It is often convenient to know how many express a particular gene, or how many genes are expressed by a given cell. Monocle provides a simple function to compute those statistics: 
<<detect_genes, eval=TRUE>>=
HSMM <- detectGenes(HSMM, min_expr = 0.1)
print(head(fData(HSMM)))
expressed_genes <- row.names(subset(fData(HSMM), num_cells_expressed >= 50))
@ %def 

The vector \Robject{expressed\_genes} now holds the identifiers for genes expressed in at least 50 cells of the data set. We will use this list later when we put the cells in order of biological progress. It is also sometimes convenient to exclude genes expressed in few if any cells from the \Rclass{CellDataSet} object so as not to waste CPU time analyzing them for differential expression.

\section{Quality control of single cell RNA-Seq experiments}

Before proceeding with an in-depth analysis of your experimental data with \Rpackage{monocle}, you should verify that your data passes several quality control checks. Your single cell RNA-Seq protocol may have given you the opportunity to image individual cells after capture but prior to lysis. This image data allows you to score your cells, confirming that none of your libraries were made from empty wells or wells with excess cell debris.  With some protocols and instruments, you may get more than one cell captured instead just a single cell.
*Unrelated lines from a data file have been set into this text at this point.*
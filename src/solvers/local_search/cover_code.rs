//! Covering-code generation.
//!
//! A covering code of length `n` and radius `r` is a set of bit vectors
//! whose Hamming balls of radius `r` cover all of `{0,1}^n`. Dantsin's
//! search uses one as deterministic start points.
//!
//! For `n < 8` the code is built greedily over the full vector space. For
//! `n ≥ 8` and δ = 0.25 the base code `C0 = {0000, 0111, 1000, 1111}`
//! (length 4, radius 1) is self-concatenated to length `4⌈n/4⌉`, truncated
//! to `n` bits, and repaired by greedily adding any vectors the truncation
//! left uncovered. Other combinations are unsupported and fail fast.
//!
//! Reference: Schöning, p. 100 f.

use crate::error::{Result, SatError};

/// The length-4, radius-1 base code used for self-concatenation.
const BASE_CODE: [[bool; 4]; 4] = [
    [false, false, false, false],
    [false, true, true, true],
    [true, false, false, false],
    [true, true, true, true],
];

/// Generate a covering code of length `n` and radius `⌊δ·n⌋`.
///
/// Fails with [`SatError::UnsupportedCoveringCode`] for `n ≥ 8` with
/// `δ ≠ 0.25`.
pub fn generate_cover_code(n: usize, delta: f64) -> Result<Vec<Vec<bool>>> {
    if n < 8 {
        return Ok(generate_greedy(n, (delta * n as f64) as usize));
    }
    if delta != 0.25 {
        return Err(SatError::UnsupportedCoveringCode { n, delta });
    }
    Ok(generate_quarter_radius(n))
}

/// The δ = 0.25 construction, defined for every `n ≥ 1`.
pub(crate) fn generate_quarter_radius(n: usize) -> Vec<Vec<bool>> {
    if n < 8 {
        return generate_greedy(n, n / 4);
    }
    let base: Vec<Vec<bool>> = BASE_CODE.iter().map(|word| word.to_vec()).collect();
    if n % 4 == 0 {
        self_concatenate(&base, n / 4)
    } else {
        let extended = self_concatenate(&base, n / 4 + 1);
        adapt_code(extended, n, n / 4)
    }
}

/// Greedy construction: repeatedly add the vector whose radius-`r` ball
/// covers the most still-uncovered vectors, until everything is covered.
fn generate_greedy(n: usize, radius: usize) -> Vec<Vec<bool>> {
    let vectors = all_vectors(n);
    let mut uncovered: Vec<bool> = vec![true; vectors.len()];
    let mut remaining = vectors.len();
    let mut code = Vec::new();

    while remaining > 0 {
        let mut best_center: Option<usize> = None;
        let mut best_gain = 0;
        for center in 0..vectors.len() {
            let gain = (0..vectors.len())
                .filter(|&index| {
                    uncovered[index]
                        && hamming_distance(&vectors[center], &vectors[index]) <= radius
                })
                .count();
            if gain > best_gain {
                best_gain = gain;
                best_center = Some(center);
            }
        }

        let center = best_center.expect("some uncovered vector covers itself");
        code.push(vectors[center].clone());
        for index in 0..vectors.len() {
            if uncovered[index] && hamming_distance(&vectors[center], &vectors[index]) <= radius {
                uncovered[index] = false;
                remaining -= 1;
            }
        }
    }
    code
}

/// Every codeword of the `k`-fold concatenation is the bit-concatenation of
/// one chosen base codeword per block.
fn self_concatenate(code: &[Vec<bool>], k: usize) -> Vec<Vec<bool>> {
    debug_assert!(k >= 1);
    let mut result: Vec<Vec<bool>> = vec![Vec::new()];
    for _ in 0..k {
        result = result
            .iter()
            .flat_map(|prefix| {
                code.iter().map(move |word| {
                    let mut extended = prefix.clone();
                    extended.extend_from_slice(word);
                    extended
                })
            })
            .collect();
    }
    result
}

/// Truncate each codeword to `target_n` bits, then restore the covering
/// property by greedily adding uncovered vectors as new codewords.
fn adapt_code(extended: Vec<Vec<bool>>, target_n: usize, radius: usize) -> Vec<Vec<bool>> {
    let mut code: Vec<Vec<bool>> = extended
        .into_iter()
        .map(|mut word| {
            word.truncate(target_n);
            word
        })
        .collect();

    let vectors = all_vectors(target_n);
    let covered = |code: &[Vec<bool>], vector: &[bool]| {
        code.iter()
            .any(|word| hamming_distance(word, vector) <= radius)
    };

    loop {
        let uncovered = vectors.iter().find(|vector| !covered(&code, vector));
        match uncovered {
            Some(vector) => code.push(vector.clone()),
            None => return code,
        }
    }
}

fn all_vectors(n: usize) -> Vec<Vec<bool>> {
    (0..1usize << n)
        .map(|word| (0..n).map(|bit| word >> bit & 1 == 1).collect())
        .collect()
}

fn hamming_distance(a: &[bool], b: &[bool]) -> usize {
    a.iter().zip(b).filter(|(x, y)| x != y).count()
}

#[cfg(test)]
#[path = "../../unit_tests/solvers/local_search/cover_code.rs"]
mod tests;
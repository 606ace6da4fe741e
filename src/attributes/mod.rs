//! Structural predicates over CNF instances.
//!
//! Most of these are one-sided triviality criteria: a negative answer
//! certifies that the formula is trivially satisfiable (or polynomially
//! decidable), while a positive answer only says it *may* be a hard kernel.
//! The kernelizer combines them into a [`KernelVerdict`].
//!
//! [`KernelVerdict`]: crate::kernel::KernelVerdict

mod autark;
mod biathlet;
mod lll;
mod pure_literal;
mod renamable_horn;
mod tovey;
mod two_sat;

pub use autark::is_autark;
pub use biathlet::is_biathlet_satisfied;
pub use lll::is_lll_satisfied;
pub use pure_literal::pure_literal;
pub use renamable_horn::is_renamable_horn;
pub use tovey::is_tovey_satisfied;
pub use two_sat::is_two_sat;

pub use crate::instance::is_one_connected_component;
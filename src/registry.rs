//! Solver registry for introspection and discovery.
//!
//! Each solver module registers a [`SolverEntry`] at link time via
//! [`inventory::submit!`]; the experiment harness enumerates them with
//! [`collect_solvers`] instead of hard-coding the solver list.

/// Metadata describing one solver.
#[derive(Debug)]
pub struct SolverEntry {
    /// Stable identifier, e.g. `"cdcl"`.
    pub name: &'static str,
    /// Algorithm family: `"dpll"`, `"splitting"`, `"randomized"`,
    /// `"local_search"`, `"enumeration"` or `"polynomial"`.
    pub family: &'static str,
    /// One-line description.
    pub description: &'static str,
    /// Whether the solver reports a [`SearchOutcome`] with iteration counts.
    ///
    /// [`SearchOutcome`]: crate::solvers::SearchOutcome
    pub instrumented: bool,
}

inventory::collect!(SolverEntry);

/// All registered solvers, sorted by name.
pub fn collect_solvers() -> Vec<&'static SolverEntry> {
    let mut entries: Vec<&'static SolverEntry> =
        inventory::iter::<SolverEntry>.into_iter().collect();
    entries.sort_by_key(|entry| entry.name);
    entries
}

#[cfg(test)]
#[path = "unit_tests/registry.rs"]
mod tests;
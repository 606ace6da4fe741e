use super::*;
use crate::instance::{Assignment, Instance};
use rand::rngs::StdRng;
use rand::SeedableRng;

#[test]
fn test_best_flip_maximizes_satisfied_clauses() {
    // From all-false only (¬x1 ∨ x2) holds; flipping x2 satisfies all three.
    let instance =
        Instance::from_literals([vec![1, 2], vec![2, 3], vec![-1, 2]]).unwrap();
    let assignment = Assignment::constant([1, 2, 3], false);
    let mut rng = StdRng::seed_from_u64(0);
    let variable = best_flip(&instance, &assignment, &[1, 2, 3], &mut rng);
    assert_eq!(variable, 2);
}

#[test]
fn test_satisfiable_instance() {
    let instance = Instance::from_literals([vec![1, 2], vec![-2, 3]]).unwrap();
    let mut rng = StdRng::seed_from_u64(0);
    let outcome = solve_gsat(&instance, 1000, &mut rng);
    assert!(outcome.satisfiable);
    assert!(outcome.iterations >= 1);
}

#[test]
fn test_unsatisfiable_instance_exhausts_tries() {
    let instance = Instance::from_literals([vec![1], vec![-1]]).unwrap();
    let mut rng = StdRng::seed_from_u64(0);
    let outcome = solve_gsat(&instance, 10, &mut rng);
    assert!(!outcome.satisfiable);
    // 10 tries × 2n flips with n = 1.
    assert_eq!(outcome.iterations, 20);
}

#[test]
fn test_terminal_cases() {
    let mut rng = StdRng::seed_from_u64(0);
    let empty = Instance::from_literals([]).unwrap();
    assert!(solve_gsat(&empty, 10, &mut rng).satisfiable);
    let conflict = Instance::from_literals([vec![]]).unwrap();
    assert!(!solve_gsat(&conflict, 10, &mut rng).satisfiable);
}
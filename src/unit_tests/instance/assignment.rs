use super::*;

#[test]
fn test_set_get_contains() {
    let mut assignment = Assignment::new();
    assert!(assignment.is_empty());
    assignment.set(3, true);
    assignment.set(1, false);
    assert_eq!(assignment.len(), 2);
    assert_eq!(assignment.get(3), Some(true));
    assert_eq!(assignment.get(1), Some(false));
    assert_eq!(assignment.get(2), None);
    assert!(assignment.contains(1));
    assert!(!assignment.contains(2));
}

#[test]
fn test_from_literal() {
    assert_eq!(Assignment::from_literal(5).get(5), Some(true));
    assert_eq!(Assignment::from_literal(-5).get(5), Some(false));
}

#[test]
fn test_flip() {
    let mut assignment = Assignment::from([(1, true)]);
    assignment.flip(1);
    assert_eq!(assignment.get(1), Some(false));
    assignment.flip(2); // unassigned: no effect
    assert!(!assignment.contains(2));
}

#[test]
fn test_satisfies_literal() {
    let assignment = Assignment::from([(1, true), (2, false)]);
    assert!(assignment.satisfies_literal(1));
    assert!(assignment.satisfies_literal(-2));
    assert!(!assignment.satisfies_literal(-1));
    assert!(!assignment.satisfies_literal(3));
}

#[test]
fn test_iteration_is_ordered() {
    let assignment = Assignment::from([(4, true), (1, false), (2, true)]);
    let variables: Vec<i32> = assignment.variables().collect();
    assert_eq!(variables, vec![1, 2, 4]);
    let true_literals: Vec<i32> = assignment.true_literals().collect();
    assert_eq!(true_literals, vec![-1, 2, 4]);
    let false_literals: Vec<i32> = assignment.false_literals().collect();
    assert_eq!(false_literals, vec![1, -2, -4]);
}

#[test]
fn test_constant_and_from_bits() {
    let all_false = Assignment::constant([1, 2, 3], false);
    assert_eq!(all_false.len(), 3);
    assert!(all_false.true_literals().all(|lit| lit < 0));

    let from_bits = Assignment::from_bits(&[1, 3, 5], &[true, false, true]);
    assert_eq!(from_bits.get(1), Some(true));
    assert_eq!(from_bits.get(3), Some(false));
    assert_eq!(from_bits.get(5), Some(true));
}
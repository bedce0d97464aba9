//! daisy - attach a secondary slave pool to a Sentinel-managed pod.
//!
//! This is the main entry point that:
//! - Parses the command line
//! - Initializes structured logging
//! - Runs the selected subcommand and maps its outcome to an exit status

use std::process::ExitCode;

use clap::Parser;
use tracing::{error, info};
use tracing_subscriber::EnvFilter;

use daisy::RunContext;
use daisy::cli::{
    Cli, Command, CreateArgs, GlobalArgs, LogFormat, OutputFormat, SlavePoolCommand,
};
use daisy::pool::RunReport;

/// Exit status when at least one candidate failed
const EXIT_PARTIAL_FAILURE: u8 = 3;

#[tokio::main]
async fn main() -> ExitCode {
    let cli = Cli::parse();

    if let Err(e) = init_tracing(cli.global.log_format) {
        eprintln!("Failed to initialize logging: {}", e);
        return ExitCode::from(2);
    }

    match &cli.command {
        Command::Slavepool {
            command: SlavePoolCommand::Create(args),
        } => slavepool_create(&cli.global, args).await,
    }
}

/// Initialize tracing subscriber. Logs go to stderr so stdout only carries the report.
fn init_tracing(format: LogFormat) -> Result<(), Box<dyn std::error::Error + Send + Sync>> {
    let filter = match EnvFilter::try_from_default_env() {
        Ok(filter) => filter,
        Err(_) => EnvFilter::new("daisy=info"),
    };

    let builder = tracing_subscriber::fmt()
        .with_env_filter(filter)
        .with_writer(std::io::stderr);

    match format {
        LogFormat::Text => builder.try_init(),
        LogFormat::Json => builder.json().try_init(),
    }
}

async fn slavepool_create(global: &GlobalArgs, args: &CreateArgs) -> ExitCode {
    let ctx = match RunContext::from_args(global, args) {
        Ok(ctx) => ctx,
        Err(e) => {
            error!("{}", e);
            return ExitCode::from(e.exit_code());
        }
    };

    let report = match daisy::run_create(&ctx).await {
        Ok(report) => report,
        Err(e) => {
            error!("{}", e);
            return ExitCode::from(e.exit_code());
        }
    };

    if let Err(e) = print_report(&report, args.output) {
        error!("Failed to print report: {}", e);
        return ExitCode::FAILURE;
    }

    if report.has_failures() {
        info!(failed = report.failed(), "Slave pool partially created");
        ExitCode::from(EXIT_PARTIAL_FAILURE)
    } else {
        ExitCode::SUCCESS
    }
}

fn print_report(report: &RunReport, format: OutputFormat) -> daisy::Result<()> {
    match format {
        OutputFormat::Text => println!("{}", report.to_text()),
        OutputFormat::Json => println!("{}", serde_json::to_string_pretty(report)?),
    }
    Ok(())
}
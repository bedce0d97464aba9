//! Command line interface.

use clap::{Args, Parser, Subcommand, ValueEnum};

use crate::pool::SyncPolicy;

/// Default Sentinel address.
pub const DEFAULT_SENTINEL: &str = "localhost:26379";

#[derive(Parser, Debug)]
#[command(name = "daisy")]
#[command(version)]
#[command(
    about = "Create and alter a slavepool in a chained replication configuration",
    long_about = None
)]
pub struct Cli {
    #[command(flatten)]
    pub global: GlobalArgs,

    #[command(subcommand)]
    pub command: Command,
}

/// Flags accepted before or after any subcommand.
#[derive(Args, Debug, Clone)]
pub struct GlobalArgs {
    /// The name of the pod
    #[arg(short = 'n', long, global = true)]
    pub podname: Option<String>,

    /// Address of the sentinel
    #[arg(
        short = 's',
        long,
        global = true,
        env = "SentinelAddress",
        default_value = DEFAULT_SENTINEL
    )]
    pub sentinel: String,

    /// Password for the sentinel
    #[arg(long, global = true, env = "SENTINEL_PASSWORD", hide_env_values = true)]
    pub sentinel_password: Option<String>,

    /// Password for the slave pool instances
    #[arg(long, global = true, env = "REDIS_PASSWORD", hide_env_values = true)]
    pub password: Option<String>,

    /// Connect to sentinel and slaves over TLS
    #[arg(long, global = true)]
    pub tls: bool,

    /// Connection timeout in seconds
    #[arg(long, global = true, value_name = "SECS", default_value_t = 10)]
    pub connect_timeout: u64,

    /// Command timeout in seconds
    #[arg(long, global = true, value_name = "SECS", default_value_t = 30)]
    pub command_timeout: u64,

    /// Log output format
    #[arg(
        long,
        global = true,
        env = "DAISY_LOG_FORMAT",
        value_enum,
        default_value_t = LogFormat::Text
    )]
    pub log_format: LogFormat,
}

#[derive(Subcommand, Debug)]
pub enum Command {
    /// Actions taken on the secondary slave pool.
    Slavepool {
        #[command(subcommand)]
        command: SlavePoolCommand,
    },
}

#[derive(Subcommand, Debug)]
pub enum SlavePoolCommand {
    /// Create a read-only, non-promotable slave pool.
    Create(CreateArgs),
}

#[derive(Args, Debug, Clone)]
pub struct CreateArgs {
    /// Comma separated list of IP:PORT listing for the slaves to put into the pool
    #[arg(long, value_name = "HOST:PORT,...")]
    pub slaves: Option<String>,

    /// The policy to use when enslaving the pool to the master pod (single, direct, ring)
    #[arg(long, value_name = "POLICY", default_value = "single")]
    pub syncpolicy: SyncPolicy,

    /// Compute and print the assignment plan without issuing SLAVEOF
    #[arg(long)]
    pub dry_run: bool,

    /// Format of the report printed when the run completes
    #[arg(long, value_enum, default_value_t = OutputFormat::Text)]
    pub output: OutputFormat,
}

#[derive(ValueEnum, Debug, Clone, Copy, PartialEq, Eq)]
pub enum LogFormat {
    Text,
    Json,
}

#[derive(ValueEnum, Debug, Clone, Copy, PartialEq, Eq)]
pub enum OutputFormat {
    Text,
    Json,
}
//! Sentinel topology queries.
//!
//! Sentinel speaks the regular Redis protocol, so a [`ValkeyClient`]
//! connected to a Sentinel port can ask it about the pods it monitors.

use tracing::{debug, instrument};

use super::types::{ReplicaAddress, ReplicaInfo, parse_master_reply};
use super::valkey_client::{ValkeyClient, ValkeyError};
use crate::pool::TopologySource;

/// Sentinel operations for ValkeyClient.
impl ValkeyClient {
    /// Execute `SENTINEL get-master-addr-by-name <pod>`.
    #[instrument(skip(self))]
    pub async fn sentinel_master_addr(&self, pod: &str) -> Result<ReplicaAddress, ValkeyError> {
        let reply: Option<Vec<String>> = self
            .command(
                "SENTINEL",
                vec!["get-master-addr-by-name".to_string(), pod.to_string()],
            )
            .await?;

        parse_master_reply(reply)?.ok_or_else(|| ValkeyError::UnknownPod(pod.to_string()))
    }

    /// Execute `SENTINEL slaves <pod>` and parse each entry.
    ///
    /// `slaves` is used over `replicas` since Sentinel only learned the
    /// latter in 5.0. Entries keep the order Sentinel reported them in.
    #[instrument(skip(self))]
    pub async fn sentinel_slaves(&self, pod: &str) -> Result<Vec<ReplicaInfo>, ValkeyError> {
        let reply: Vec<Vec<String>> = self
            .command("SENTINEL", vec!["slaves".to_string(), pod.to_string()])
            .await?;

        debug!(entries = reply.len(), "Received replica list");

        let replicas = reply
            .iter()
            .map(|fields| ReplicaInfo::from_fields(fields))
            .collect::<Result<Vec<_>, _>>()?;
        Ok(replicas)
    }
}

impl TopologySource for ValkeyClient {
    type Error = ValkeyError;

    async fn master(&self, pod: &str) -> Result<ReplicaAddress, Self::Error> {
        self.sentinel_master_addr(pod).await
    }

    async fn replicas(&self, pod: &str) -> Result<Vec<ReplicaInfo>, Self::Error> {
        self.sentinel_slaves(pod).await
    }
}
You should exclude libraries that you believe did not come from a single cell, if possible. Empty well or debris well libraries can be especially problematic for Monocle. It's also a good idea to check that each cell's RNA-seq library was sequenced to an acceptible degree.  While there is no widely accepted minimum level for what constitutes seequencing ``deeply enough'', use your judgement: a cell sequenced with only a few thousand reads is unlikely to yield meaningful measurements.   

\Rclass{CellDataSet} objects provide a convenient place to store per-cell scoring data: the \Robject{phenoData} slot.  Simply include scoring attributes as columns in the data frome you used to create your \Rclass{CellDataSet} container.  You can then easily filter out cells that don't pass quality control. You might also filter cells based on metrics from high throughput sequencing quality assessment packages such as FastQC. Such tools can often identify RNA-Seq libraries made from heavily degraded RNA, or where the library contains an abnormally large amount of ribosomal, mitochondrial, or other RNA type that you might not be interested in.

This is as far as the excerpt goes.